Complete places vs. complete streets as a planning principle
Yehuda Moon and the Kickstand Cyclery comic strip, 3/31/2009.
The Seattle Post-Intelligencer has a column about the impact of critical mass in bicycling and how it changes planning. See "Bicyclists are changing our streets and cities." From the article:
A backstage hero of Jeff Mapes' book "Pedaling Revolution: How Cyclists are Changing American Cities" is an intense young bureaucrat named Mia Birk, who put Portland on a "road diet" and created bike lanes across the Rose City.
"The motto was, 'Better to ask forgiveness than permission," joked Mapes. It sums up why a sweeping change in transportation policy has caught hold from New York City to Louisville, Ky., to such "Left Coast" cities as Seattle, Portland and Davis, Calif.
In Portland, where he is a political writer with The Oregonian, Mapes' bike commutes were made safer when the city shut down one entrance ramp to the Hawthorne Bridge that was causing bike-car conflicts.
"A movement has grown slowly, under the radar screen, which people are hardly aware is going on," Mapes told a Tuesday night forum sponsored by the Cascade Bicycle Club. ...
"I've seen in Portland how just an approximate 5 percent share for biking -- more than five times the national average -- has changed the city," writes Mapes. "And I see how learning to ride my bike in the city has changed my life. I still have a car and I still appreciate its utility. But I don't worry about high gas prices, road congestion or lack of parking downtown." ...
Mapes takes us to even more pedal-friendly cities. In Amsterdam, 40 percent of non-walking trips are by bike. He quotes, approvingly, Jack Wolters, the city's top traffic-safety officer: "The target of the police is not to control cyclists and pedestrians. It is to control the most dangerous part, motorcar drivers."
Such attitudes can make motorists skin crawl on this side of the Atlantic Ocean. "Some people don't like bikes on the road," Mapes said Tuesday. "Transition is hard."

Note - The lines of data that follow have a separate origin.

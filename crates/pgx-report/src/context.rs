//! Values a report template needs, computed once per request.

use chrono::NaiveDateTime;
use serde::Serialize;

use pgx_model::{
    ClassificationOutcome, ClassificationRequest, ClinicalInfo, PatientInfo, SummaryRow,
};

/// CPIC guideline index cited in every report.
pub const CPIC_GUIDELINES_URL: &str = "https://cpicpgx.org/guidelines/";

/// DPWG fluoropyrimidine guideline.
pub const DPWG_DOI: &str = "DOI:10.1038/s41431-022-01243-2";

/// Printed when the patient has no record number.
pub const MISSING_SAMPLE_CODE: &str = "—";

pub const DEFAULT_LAST_UPDATE: &str = "septiembre 2025";

/// Report-wide labels that do not come from the request.
#[derive(Debug, Clone, PartialEq, Eq)]
pub struct ReportOptions {
    /// "Last update" label of the guideline tables.
    pub last_update: String,
    pub version: String,
}

impl Default for ReportOptions {
    fn default() -> Self {
        Self {
            last_update: DEFAULT_LAST_UPDATE.to_string(),
            version: env!("CARGO_PKG_VERSION").to_string(),
        }
    }
}

#[derive(Debug, Clone, Serialize)]
pub struct PatientSection {
    #[serde(flatten)]
    pub info: PatientInfo,
    pub full_name: String,
}

#[derive(Debug, Clone, Serialize)]
pub struct Sources {
    pub cpic_url: String,
    pub dpwg_doi: String,
}

#[derive(Debug, Clone, Serialize)]
pub struct ReportMeta {
    pub sample_code: String,
    pub request_date: String,
    pub report_date: String,
    pub generated_at: String,
    pub last_update: String,
    pub version: String,
}

/// Everything rendered into a report.
#[derive(Debug, Clone, Serialize)]
pub struct ReportContext {
    pub patient: PatientSection,
    pub clinical: ClinicalInfo,
    pub summary: Vec<SummaryRow>,
    pub polymorphisms: String,
    pub sources: Sources,
    pub meta: ReportMeta,
}

impl ReportContext {
    /// Builds the context; `now` is the report clock.
    pub fn build(
        request: &ClassificationRequest,
        outcome: &ClassificationOutcome,
        options: &ReportOptions,
        now: NaiveDateTime,
    ) -> Self {
        let record = request.patient.record_number.trim();
        let date = now.format("%d/%m/%Y").to_string();
        Self {
            patient: PatientSection {
                info: request.patient.clone(),
                full_name: request.patient.full_name(),
            },
            clinical: request.clinical.clone(),
            summary: outcome.summary.clone(),
            polymorphisms: outcome.polymorphisms.clone(),
            sources: Sources {
                cpic_url: CPIC_GUIDELINES_URL.to_string(),
                dpwg_doi: DPWG_DOI.to_string(),
            },
            meta: ReportMeta {
                sample_code: if record.is_empty() {
                    MISSING_SAMPLE_CODE.to_string()
                } else {
                    record.to_string()
                },
                request_date: date.clone(),
                report_date: date,
                generated_at: now.format("%Y-%m-%d %H:%M").to_string(),
                last_update: options.last_update.clone(),
                version: options.version.clone(),
            },
        }
    }
}
//! Logging setup on top of `tracing` and `tracing-subscriber`.
//!
//! # Log Levels
//!
//! - `error`: reference data that cannot be loaded, unwritable artifacts
//! - `warn`: unexpected genotypes, dropped variant occurrences
//! - `info`: reference pins, classification results, written artifacts
//! - `debug`: per-gene details
//! - `trace`: unused
//!
//! Patient names and record numbers only reach the log through
//! [`redact_value`], which masks them unless `--log-data` was given.

use std::fs::OpenOptions;
use std::io::{self, Write};
use std::path::PathBuf;
use std::sync::atomic::{AtomicBool, Ordering};
use std::sync::{Arc, Mutex};

use tracing::level_filters::LevelFilter;
use tracing_subscriber::{
    EnvFilter,
    fmt::{self, MakeWriter},
    layer::SubscriberExt,
    util::SubscriberInitExt,
};

static LOG_DATA_ENABLED: AtomicBool = AtomicBool::new(false);

/// Placeholder logged instead of patient identifiers.
pub const REDACTED_VALUE: &str = "[REDACTED]";

/// Crates whose events pass the default filter at the configured level.
const WORKSPACE_CRATES: [&str; 5] = [
    "pgx_cli",
    "pgx_core",
    "pgx_model",
    "pgx_report",
    "pgx_standards",
];

/// Returns true if patient identifiers may be logged.
pub fn log_data_enabled() -> bool {
    LOG_DATA_ENABLED.load(Ordering::Relaxed)
}

/// Returns the value when identifier logging is enabled, otherwise a redacted token.
pub fn redact_value(value: &str) -> &str {
    if log_data_enabled() {
        value
    } else {
        REDACTED_VALUE
    }
}

#[derive(Debug, Clone)]
pub struct LogConfig {
    pub level_filter: LevelFilter,
    /// Let `RUST_LOG` replace the level filter when set.
    pub use_env_filter: bool,
    pub with_timestamps: bool,
    pub with_target: bool,
    pub with_ansi: bool,
    pub format: LogFormat,
    /// Append to this file instead of writing to stderr.
    pub log_file: Option<PathBuf>,
    /// Whether patient identifiers may be logged.
    pub log_data: bool,
}

/// Log output format.
#[derive(Debug, Clone, Copy, Default, PartialEq, Eq)]
pub enum LogFormat {
    #[default]
    Pretty,
    Compact,
    Json,
}

impl Default for LogConfig {
    fn default() -> Self {
        Self {
            level_filter: LevelFilter::WARN,
            use_env_filter: true,
            with_timestamps: false,
            with_target: false,
            with_ansi: true,
            format: LogFormat::default(),
            log_file: None,
            log_data: false,
        }
    }
}

/// Installs the global subscriber; call once at startup.
///
/// # Errors
///
/// Returns an error if the log file cannot be opened.
pub fn init_logging(config: &LogConfig) -> io::Result<()> {
    if let Some(path) = &config.log_file {
        let file = OpenOptions::new().create(true).append(true).open(path)?;
        init_logging_with_writer(config, SharedFileWriter::new(file));
    } else {
        init_logging_with_writer(config, io::stderr);
    }
    Ok(())
}

/// Installs the global subscriber with a custom writer.
pub fn init_logging_with_writer<W>(config: &LogConfig, writer: W)
where
    W: for<'writer> MakeWriter<'writer> + Send + Sync + 'static,
{
    LOG_DATA_ENABLED.store(config.log_data, Ordering::Release);
    let filter = build_env_filter(config.level_filter, config.use_env_filter);

    match config.format {
        LogFormat::Json => {
            let layer = fmt::layer()
                .json()
                .with_writer(writer)
                .with_target(config.with_target)
                .with_current_span(true);
            tracing_subscriber::registry()
                .with(filter)
                .with(layer)
                .init();
        }
        LogFormat::Compact => {
            let layer = fmt::layer()
                .compact()
                .with_writer(writer)
                .with_ansi(config.with_ansi)
                .with_target(config.with_target);
            if config.with_timestamps {
                tracing_subscriber::registry()
                    .with(filter)
                    .with(layer)
                    .init();
            } else {
                tracing_subscriber::registry()
                    .with(filter)
                    .with(layer.without_time())
                    .init();
            }
        }
        LogFormat::Pretty => {
            let layer = fmt::layer()
                .with_writer(writer)
                .with_ansi(config.with_ansi)
                .with_target(config.with_target);
            if config.with_timestamps {
                tracing_subscriber::registry()
                    .with(filter)
                    .with(layer)
                    .init();
            } else {
                tracing_subscriber::registry()
                    .with(filter)
                    .with(layer.without_time())
                    .init();
            }
        }
    }
}

#[derive(Clone)]
struct SharedFileWriter {
    file: Arc<Mutex<std::fs::File>>,
}

impl SharedFileWriter {
    fn new(file: std::fs::File) -> Self {
        Self {
            file: Arc::new(Mutex::new(file)),
        }
    }
}

struct SharedFileGuard {
    file: Arc<Mutex<std::fs::File>>,
}

impl Write for SharedFileGuard {
    fn write(&mut self, buf: &[u8]) -> io::Result<usize> {
        let mut guard = self
            .file
            .lock()
            .map_err(|_| io::Error::other("log file lock poisoned"))?;
        guard.write(buf)
    }

    fn flush(&mut self) -> io::Result<()> {
        let mut guard = self
            .file
            .lock()
            .map_err(|_| io::Error::other("log file lock poisoned"))?;
        guard.flush()
    }
}

impl<'a> MakeWriter<'a> for SharedFileWriter {
    type Writer = SharedFileGuard;

    fn make_writer(&'a self) -> Self::Writer {
        SharedFileGuard {
            file: Arc::clone(&self.file),
        }
    }
}

/// Default filter directives: other crates stay at warn.
pub fn default_directives(level_filter: LevelFilter) -> String {
    let level = level_filter.to_string().to_lowercase();
    let mut directives = vec![LevelFilter::WARN.min(level_filter).to_string().to_lowercase()];
    directives.extend(WORKSPACE_CRATES.iter().map(|name| format!("{name}={level}")));
    directives.join(",")
}

fn build_env_filter(level_filter: LevelFilter, use_env_filter: bool) -> EnvFilter {
    if use_env_filter && let Ok(filter) = EnvFilter::try_from_default_env() {
        return filter;
    }
    EnvFilter::new(default_directives(level_filter))
}

#[cfg(test)]
mod tests {
    use super::*;

    #[test]
    fn default_directives_cap_other_crates_at_warn() {
        assert_eq!(
            default_directives(LevelFilter::DEBUG),
            "warn,pgx_cli=debug,pgx_core=debug,pgx_model=debug,\
             pgx_report=debug,pgx_standards=debug"
        );
    }

    #[test]
    fn default_directives_lower_everything_when_quiet() {
        let directives = default_directives(LevelFilter::ERROR);
        assert!(directives.starts_with("error,"));
        assert!(directives.contains("pgx_core=error"));
    }

    #[test]
    fn off_filter_is_valid() {
        let directives = default_directives(LevelFilter::OFF);
        assert!(directives.starts_with("off,"));
        let _ = EnvFilter::new(directives);
    }
}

In my forthcoming set of pieces on a transportation vision plan for DC, one of the organizing principles is what I call "complete places." Typically, in transportation there is the concept of "complete streets," which are defined as:
The streets of our cities and towns ought to be for everyone, whether young or old, motorist or bicyclist, walker or wheelchair user, bus rider or shopkeeper. But too many of our streets are designed only for speeding cars, or worse, creeping traffic jams. They’re unsafe for people on foot or bike — and unpleasant for everybody. (From the Complete Streets website.)
Really, what we need are "complete" livable "places"--not just the infrastructure of the streets and sidewalks and transit, but the entire physical, social, and economic environment, from a quality commercial district in walking distance full of functioning, interesting businesses to well-functioning neighborhood schools, etc.
I don't know what this should be called, PPS calls it "placemaking." I think you could call it "place-oriented development" (rather than "transit-oriented development") but that seems so cold--POD? Right now, I just call it "complete places."
When you focus on "complete" "streets" I think you still end up focusing more on mobility and automobility than you do on livability. Streets aren't just for mobility, they are places where people live, where they socialize, where they shop and conduct business, etc.
See "Pride of Place," about the Project for Public Spaces and placemaking, from Governing Magazine, and Dan Burden's 12 points of "What makes a community walkable?"